*** Opening of Listed entries ***

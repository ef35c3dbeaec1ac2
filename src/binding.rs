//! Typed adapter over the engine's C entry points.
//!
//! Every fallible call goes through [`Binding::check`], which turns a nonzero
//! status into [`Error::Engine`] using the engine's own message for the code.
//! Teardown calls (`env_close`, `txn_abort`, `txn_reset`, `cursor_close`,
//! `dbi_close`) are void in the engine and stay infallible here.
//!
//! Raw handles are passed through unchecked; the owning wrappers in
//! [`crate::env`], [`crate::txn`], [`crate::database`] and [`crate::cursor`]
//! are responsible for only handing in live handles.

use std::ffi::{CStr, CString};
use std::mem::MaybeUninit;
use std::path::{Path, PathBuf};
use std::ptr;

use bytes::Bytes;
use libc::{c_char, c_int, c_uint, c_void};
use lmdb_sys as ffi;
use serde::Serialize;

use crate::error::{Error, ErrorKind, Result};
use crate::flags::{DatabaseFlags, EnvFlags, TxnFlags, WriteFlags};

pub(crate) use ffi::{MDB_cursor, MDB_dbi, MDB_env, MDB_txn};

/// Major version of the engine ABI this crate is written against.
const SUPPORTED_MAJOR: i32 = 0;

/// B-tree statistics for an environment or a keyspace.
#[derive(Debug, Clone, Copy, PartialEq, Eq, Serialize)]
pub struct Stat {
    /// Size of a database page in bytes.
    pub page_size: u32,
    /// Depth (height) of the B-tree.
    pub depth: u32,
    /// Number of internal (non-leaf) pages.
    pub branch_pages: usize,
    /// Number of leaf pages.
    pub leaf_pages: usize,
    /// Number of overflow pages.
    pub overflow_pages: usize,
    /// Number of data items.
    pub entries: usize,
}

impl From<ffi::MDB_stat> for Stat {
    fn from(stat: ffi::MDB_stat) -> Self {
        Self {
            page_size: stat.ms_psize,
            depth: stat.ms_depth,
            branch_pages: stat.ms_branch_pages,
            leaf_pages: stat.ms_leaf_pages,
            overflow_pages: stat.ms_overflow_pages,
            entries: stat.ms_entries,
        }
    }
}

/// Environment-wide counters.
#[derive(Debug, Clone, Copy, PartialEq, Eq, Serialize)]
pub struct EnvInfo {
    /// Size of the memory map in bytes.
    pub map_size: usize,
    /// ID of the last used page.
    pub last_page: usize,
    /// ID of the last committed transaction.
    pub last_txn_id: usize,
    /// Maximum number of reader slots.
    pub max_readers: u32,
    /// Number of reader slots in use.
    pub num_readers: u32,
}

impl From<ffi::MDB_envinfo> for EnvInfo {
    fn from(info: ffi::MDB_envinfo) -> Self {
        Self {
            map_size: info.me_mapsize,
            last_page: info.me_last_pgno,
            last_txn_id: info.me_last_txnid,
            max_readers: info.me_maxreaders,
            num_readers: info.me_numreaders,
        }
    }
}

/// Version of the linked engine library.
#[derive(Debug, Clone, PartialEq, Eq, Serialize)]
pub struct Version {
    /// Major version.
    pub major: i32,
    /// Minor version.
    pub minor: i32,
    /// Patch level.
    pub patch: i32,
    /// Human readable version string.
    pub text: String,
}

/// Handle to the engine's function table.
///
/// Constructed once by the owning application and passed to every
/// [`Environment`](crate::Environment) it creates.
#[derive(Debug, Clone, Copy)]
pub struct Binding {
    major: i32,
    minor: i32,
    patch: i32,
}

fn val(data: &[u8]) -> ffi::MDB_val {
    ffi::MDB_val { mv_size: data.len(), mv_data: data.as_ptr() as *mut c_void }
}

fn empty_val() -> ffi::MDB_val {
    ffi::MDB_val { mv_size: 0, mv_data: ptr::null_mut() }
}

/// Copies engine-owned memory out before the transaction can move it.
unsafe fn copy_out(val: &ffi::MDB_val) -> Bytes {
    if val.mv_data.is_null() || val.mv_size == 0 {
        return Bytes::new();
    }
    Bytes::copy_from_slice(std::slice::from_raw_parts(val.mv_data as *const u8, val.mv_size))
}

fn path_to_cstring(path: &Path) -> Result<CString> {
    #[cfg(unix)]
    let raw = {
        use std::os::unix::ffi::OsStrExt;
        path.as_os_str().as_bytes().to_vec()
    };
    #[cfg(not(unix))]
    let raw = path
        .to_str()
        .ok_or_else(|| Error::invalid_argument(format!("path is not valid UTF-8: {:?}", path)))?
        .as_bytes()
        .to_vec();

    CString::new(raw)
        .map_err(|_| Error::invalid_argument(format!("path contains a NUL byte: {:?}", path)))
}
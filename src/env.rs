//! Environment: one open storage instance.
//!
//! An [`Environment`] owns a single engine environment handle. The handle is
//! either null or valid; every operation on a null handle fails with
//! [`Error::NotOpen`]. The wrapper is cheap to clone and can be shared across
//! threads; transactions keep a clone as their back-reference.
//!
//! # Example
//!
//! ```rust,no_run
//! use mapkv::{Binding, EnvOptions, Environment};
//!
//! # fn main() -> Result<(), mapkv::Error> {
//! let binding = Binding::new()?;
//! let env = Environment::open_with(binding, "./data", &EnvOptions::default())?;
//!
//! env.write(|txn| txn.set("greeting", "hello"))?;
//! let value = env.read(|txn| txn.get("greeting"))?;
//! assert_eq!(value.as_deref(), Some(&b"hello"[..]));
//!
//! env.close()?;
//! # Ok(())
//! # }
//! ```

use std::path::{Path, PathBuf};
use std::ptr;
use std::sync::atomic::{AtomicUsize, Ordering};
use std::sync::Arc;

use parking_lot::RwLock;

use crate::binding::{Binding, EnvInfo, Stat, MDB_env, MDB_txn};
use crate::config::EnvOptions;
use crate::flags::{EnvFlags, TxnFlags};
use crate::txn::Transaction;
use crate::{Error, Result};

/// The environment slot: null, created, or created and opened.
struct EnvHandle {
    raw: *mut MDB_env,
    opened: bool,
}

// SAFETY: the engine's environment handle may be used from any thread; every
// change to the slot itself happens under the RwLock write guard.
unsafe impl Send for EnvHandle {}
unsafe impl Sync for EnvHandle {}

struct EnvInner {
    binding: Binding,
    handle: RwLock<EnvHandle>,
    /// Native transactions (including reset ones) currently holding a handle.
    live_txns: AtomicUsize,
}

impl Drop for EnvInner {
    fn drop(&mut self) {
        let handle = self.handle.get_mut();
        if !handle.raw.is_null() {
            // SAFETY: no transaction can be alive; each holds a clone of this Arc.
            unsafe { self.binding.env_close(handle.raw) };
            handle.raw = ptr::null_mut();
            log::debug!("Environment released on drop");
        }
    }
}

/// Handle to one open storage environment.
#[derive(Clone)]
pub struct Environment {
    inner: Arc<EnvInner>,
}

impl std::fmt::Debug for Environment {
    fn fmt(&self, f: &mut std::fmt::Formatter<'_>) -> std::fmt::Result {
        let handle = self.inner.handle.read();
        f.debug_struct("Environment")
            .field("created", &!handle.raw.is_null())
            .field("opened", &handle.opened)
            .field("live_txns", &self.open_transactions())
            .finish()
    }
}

*** Close of Listed entries ***

Repeat the whole listing above without any change.

repository ef35c3dbeaec1ac2
filename src/binding.rs
//! Typed adapter over the engine's C entry points.
//!
//! Every fallible call goes through [`Binding::check`], which turns a nonzero
//! status into [`Error::Engine`] using the engine's own message for the code.
//! Teardown calls (`env_close`, `txn_abort`, `txn_reset`, `cursor_close`,
//! `dbi_close`) are void in the engine and stay infallible here.
//!
//! Raw handles are passed through unchecked; the owning wrappers in
//! [`crate::env`], [`crate::txn`], [`crate::database`] and [`crate::cursor`]
//! are responsible for only handing in live handles.

use std::ffi::{CStr, CString};
use std::mem::MaybeUninit;
use std::path::{Path, PathBuf};
use std::ptr;

use bytes::Bytes;
use libc::{c_char, c_int, c_uint, c_void};
use lmdb_sys as ffi;
use serde::Serialize;

use crate::error::{Error, ErrorKind, Result};
use crate::flags::{DatabaseFlags, EnvFlags, TxnFlags, WriteFlags};

pub(crate) use ffi::{MDB_cursor, MDB_dbi, MDB_env, MDB_txn};

/// Major version of the engine ABI this crate is written against.
const SUPPORTED_MAJOR: i32 = 0;

/// B-tree statistics for an environment or a keyspace.
#[derive(Debug, Clone, Copy, PartialEq, Eq, Serialize)]
pub struct Stat {
    /// Size of a database page in bytes.
    pub page_size: u32,
    /// Depth (height) of the B-tree.
    pub depth: u32,
    /// Number of internal (non-leaf) pages.
    pub branch_pages: usize,
    /// Number of leaf pages.
    pub leaf_pages: usize,
    /// Number of overflow pages.
    pub overflow_pages: usize,
    /// Number of data items.
    pub entries: usize,
}

impl From<ffi::MDB_stat> for Stat {
    fn from(stat: ffi::MDB_stat) -> Self {
        Self {
            page_size: stat.ms_psize,
            depth: stat.ms_depth,
            branch_pages: stat.ms_branch_pages,
            leaf_pages: stat.ms_leaf_pages,
            overflow_pages: stat.ms_overflow_pages,
            entries: stat.ms_entries,
        }
    }
}

/// Environment-wide counters.
#[derive(Debug, Clone, Copy, PartialEq, Eq, Serialize)]
pub struct EnvInfo {
    /// Size of the memory map in bytes.
    pub map_size: usize,
    /// ID of the last used page.
    pub last_page: usize,
    /// ID of the last committed transaction.
    pub last_txn_id: usize,
    /// Maximum number of reader slots.
    pub max_readers: u32,
    /// Number of reader slots in use.
    pub num_readers: u32,
}

impl From<ffi::MDB_envinfo> for EnvInfo {
    fn from(info: ffi::MDB_envinfo) -> Self {
        Self {
            map_size: info.me_mapsize,
            last_page: info.me_last_pgno,
            last_txn_id: info.me_last_txnid,
            max_readers: info.me_maxreaders,
            num_readers: info.me_numreaders,
        }
    }
}

/// Version of the linked engine library.
#[derive(Debug, Clone, PartialEq, Eq, Serialize)]
pub struct Version {
    /// Major version.
    pub major: i32,
    /// Minor version.
    pub minor: i32,
    /// Patch level.
    pub patch: i32,
    /// Human readable version string.
    pub text: String,
}

/// Handle to the engine's function table.
///
/// Constructed once by the owning application and passed to every
/// [`Environment`](crate::Environment) it creates.
#[derive(Debug, Clone, Copy)]
pub struct Binding {
    major: i32,
    minor: i32,
    patch: i32,
}

fn val(data: &[u8]) -> ffi::MDB_val {
    ffi::MDB_val { mv_size: data.len(), mv_data: data.as_ptr() as *mut c_void }
}

fn empty_val() -> ffi::MDB_val {
    ffi::MDB_val { mv_size: 0, mv_data: ptr::null_mut() }
}

/// Copies engine-owned memory out before the transaction can move it.
unsafe fn copy_out(val: &ffi::MDB_val) -> Bytes {
    if val.mv_data.is_null() || val.mv_size == 0 {
        return Bytes::new();
    }
    Bytes::copy_from_slice(std::slice::from_raw_parts(val.mv_data as *const u8, val.mv_size))
}

fn path_to_cstring(path: &Path) -> Result<CString> {
    #[cfg(unix)]
    let raw = {
        use std::os::unix::ffi::OsStrExt;
        path.as_os_str().as_bytes().to_vec()
    };
    #[cfg(not(unix))]
    let raw = path
        .to_str()
        .ok_or_else(|| Error::invalid_argument(format!("path is not valid UTF-8: {:?}", path)))?
        .as_bytes()
        .to_vec();

    CString::new(raw)
        .map_err(|_| Error::invalid_argument(format!("path contains a NUL byte: {:?}", path)))
}
filename src/env.rs
//! Environment: one open storage instance.
//!
//! An [`Environment`] owns a single engine environment handle. The handle is
//! either null or valid; every operation on a null handle fails with
//! [`Error::NotOpen`]. The wrapper is cheap to clone and can be shared across
//! threads; transactions keep a clone as their back-reference.
//!
//! # Example
//!
//! ```rust,no_run
//! use mapkv::{Binding, EnvOptions, Environment};
//!
//! # fn main() -> Result<(), mapkv::Error> {
//! let binding = Binding::new()?;
//! let env = Environment::open_with(binding, "./data", &EnvOptions::default())?;
//!
//! env.write(|txn| txn.set("greeting", "hello"))?;
//! let value = env.read(|txn| txn.get("greeting"))?;
//! assert_eq!(value.as_deref(), Some(&b"hello"[..]));
//!
//! env.close()?;
//! # Ok(())
//! # }
//! ```

use std::path::{Path, PathBuf};
use std::ptr;
use std::sync::atomic::{AtomicUsize, Ordering};
use std::sync::Arc;

use parking_lot::RwLock;

use crate::binding::{Binding, EnvInfo, Stat, MDB_env, MDB_txn};
use crate::config::EnvOptions;
use crate::flags::{EnvFlags, TxnFlags};
use crate::txn::Transaction;
use crate::{Error, Result};

/// The environment slot: null, created, or created and opened.
struct EnvHandle {
    raw: *mut MDB_env,
    opened: bool,
}

// SAFETY: the engine's environment handle may be used from any thread; every
// change to the slot itself happens under the RwLock write guard.
unsafe impl Send for EnvHandle {}
unsafe impl Sync for EnvHandle {}

struct EnvInner {
    binding: Binding,
    handle: RwLock<EnvHandle>,
    /// Native transactions (including reset ones) currently holding a handle.
    live_txns: AtomicUsize,
}

impl Drop for EnvInner {
    fn drop(&mut self) {
        let handle = self.handle.get_mut();
        if !handle.raw.is_null() {
            // SAFETY: no transaction can be alive; each holds a clone of this Arc.
            unsafe { self.binding.env_close(handle.raw) };
            handle.raw = ptr::null_mut();
            log::debug!("Environment released on drop");
        }
    }
}

/// Handle to one open storage environment.
#[derive(Clone)]
pub struct Environment {
    inner: Arc<EnvInner>,
}

impl std::fmt::Debug for Environment {
    fn fmt(&self, f: &mut std::fmt::Formatter<'_>) -> std::fmt::Result {
        let handle = self.inner.handle.read();
        f.debug_struct("Environment")
            .field("created", &!handle.raw.is_null())
            .field("opened", &handle.opened)
            .field("live_txns", &self.open_transactions())
            .finish()
    }
}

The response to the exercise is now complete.